By M. T. Black, GM Lent, Dave Zajac
Self Published
5e
Levels 1-3
Lord Blackmoor’s son has been kidnapped, and is being held in the crypts beneath an ancient fortress. Can our heroes rescue the boy before he is sacrificed in a diabolical ceremony?
This twenty six page adventure has a twenty five room dungeon crawl. Long read-aloud, lots of explaining and justifications for things pad out what would be normal crawl.
There are four chapters here, where chapter one is “hook, two is “wilderness journey” (IE: two linear encounters”), three is the dungeon and four is the NPC betrayal. As soon as I read the hook I knew the lords sister was the baddy and, sure enough, she turns out to tbe the baddy. Shoulda just killed her to start with.
Anway, Lord Who Cares’
Son has been kidnapped and he wants the party to go get him. He knows the kobolds did it and that they lair in a ruin nearby. In my opinion, he’s getting what he deserves for not slaughtering the kobolds earlier, but whatever. He loves his son so much that he can’t be bothered to send his six guards with the party. “They can’t be spared.” Uh huh. It’s this kind of shit that breaks the suspension of disbelief. “Sure, whatever, I guess we have to if we want to play D&D tonight.” Just give the due no guards, or let the party have them if they are smart enough to ask, or something else. Why fuck around with saying no? I’ll tell you why, because the designer said so, that’s why!
A pit trap takes two paragraphs to describe.

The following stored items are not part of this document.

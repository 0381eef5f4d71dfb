//! scgrade CLI: the user-facing command-line interface.

use std::path::PathBuf;
use std::process;

use clap::{Parser, Subcommand};

mod commands;

#[derive(Parser)]
#[command(
    name = "scgrade",
    version,
    about = "Single-choice question grading with distractors"
)]
struct Cli {
    #[command(subcommand)]
    command: Commands,
}

#[derive(Subcommand)]
enum Commands {
    /// Create starter config and example question
    Init,

    /// Validate question TOML files
    Validate {
        /// Path to question file or directory
        #[arg(long)]
        question: PathBuf,
    },

    /// Start an attempt and print its display order
    Start {
        /// Path to question file
        #[arg(long)]
        question: PathBuf,

        /// Seed for the shuffle
        #[arg(long)]
        seed: Option<u64>,
    },

    /// Grade the tries of one attempt
    Grade {
        /// Path to question file
        #[arg(long)]
        question: PathBuf,

        /// JSON file holding an array of responses, one per try
        #[arg(long)]
        responses: Option<PathBuf>,

        /// A single try as field pairs (e.g. "option2=1,distractor0=1"), repeatable
        #[arg(long = "response")]
        inline_responses: Vec<String>,

        /// Persisted order; a new one is created if absent
        #[arg(long)]
        order: Option<String>,

        /// Seed for a new order
        #[arg(long)]
        seed: Option<u64>,

        /// Save the report as JSON
        #[arg(long)]
        output: Option<PathBuf>,

        /// Output format: text, json, markdown
        #[arg(long, default_value = "text")]
        format: String,

        /// Config file path
        #[arg(long)]
        config: Option<PathBuf>,
    },

    /// Grade many attempts concurrently
    Batch {
        /// Path to question file
        #[arg(long)]
        question: PathBuf,

        /// JSON file holding an array of jobs
        #[arg(long)]
        jobs: PathBuf,

        /// Max concurrent attempts (defaults to the config value)
        #[arg(long)]
        parallelism: Option<usize>,

        /// Output format: text, json
        #[arg(long, default_value = "text")]
        format: String,

        /// Config file path
        #[arg(long)]
        config: Option<PathBuf>,
    },

    /// Response statistics for one question
    Stats {
        /// Path to question file
        #[arg(long)]
        question: PathBuf,

        /// JSON file holding an array of responses
        #[arg(long)]
        responses: PathBuf,

        /// Display order the responses were given under
        #[arg(long)]
        order: String,

        /// Output format: text, json
        #[arg(long, default_value = "text")]
        format: String,

        /// Config file path
        #[arg(long)]
        config: Option<PathBuf>,
    },

    /// List available scoring methods
    ListMethods,
}

#[tokio::main]
async fn main() {
    tracing_subscriber::fmt()
        .with_writer(std::io::stderr)
        .with_env_filter(
            tracing_subscriber::EnvFilter::from_default_env()
                .add_directive("scgrade=info".parse().unwrap()),
        )
        .init();

    let cli = Cli::parse();

    let result = match cli.command {
        Commands::Init => commands::init::execute(),
        Commands::Validate { question } => commands::validate::execute(question),
        Commands::Start { question, seed } => commands::start::execute(question, seed),
        Commands::Grade {
            question,
            responses,
            inline_responses,
            order,
            seed,
            output,
            format,
            config,
        } => commands::grade::execute(commands::grade::GradeArgs {
            question,
            responses,
            inline_responses,
            order,
            seed,
            output,
            format,
            config,
        }),
        Commands::Batch {
            question,
            jobs,
            parallelism,
            format,
            config,
        } => commands::batch::execute(question, jobs, parallelism, format, config).await,
        Commands::Stats {
            question,
            responses,
            order,
            format,
            config,
        } => commands::stats::execute(question, responses, order, format, config),
        Commands::ListMethods => commands::list_methods::execute(),
    };

    if let Err(e) = result {
        eprintln!("Error: {e:#}");
        process::exit(1);
    }
}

Remember pit traps? They used to be drawn on the map as an X with no text in the adventure? Not anymore. Some rooms take over a page to describe. Read-aloud overstays its welcome … while simultaneously saying nothing. “There are two doors, one open and one shut.” I FRIGGING HATE THE SIBBY!!
One of the chief sins herein is engaging in explaining and justifying. “He was a necromancer, which accounts for the high amount of necrotic energy in the crypts.” That’s FUCKING irrelevant It doesn’t matter if it has no impact on the adventure. What’s the explanation for? WHO’S the explanation for? It has no impact on play. The adventure engages in this activity over and over again, justifying shit, noting trivia. Make a DC15 Religion check to know the frescos re related to Bane, god of War … which is nothing but trivia. At one point there’s read-aloud that says something like “as if it were clawing its way out of a nightmare.” No. Just No. Failed Novelist Syndrome. Or how about conditional descriptions? IF the party triggers the tripwire THEN the kobolds will … Again, no, No, NO! This sort of phrasing drives me insane. It’s nothing but padding.
The map is ok. It’s a bit larger DYson map than usual, and has some loops and passages running under others. It’s not an ANTI_exploration map and is good enough for the tactics and mystery needed for a dungeoncrawl map. The magic items are generally boring, with the exception of an item or two, like a faulty mirror of scrying and a magic glaive that gives you advantage on intimidates and has a nice glowing jewel and makes cool sounds when wielded. IE: its a magic item and not just a mechanical bonus.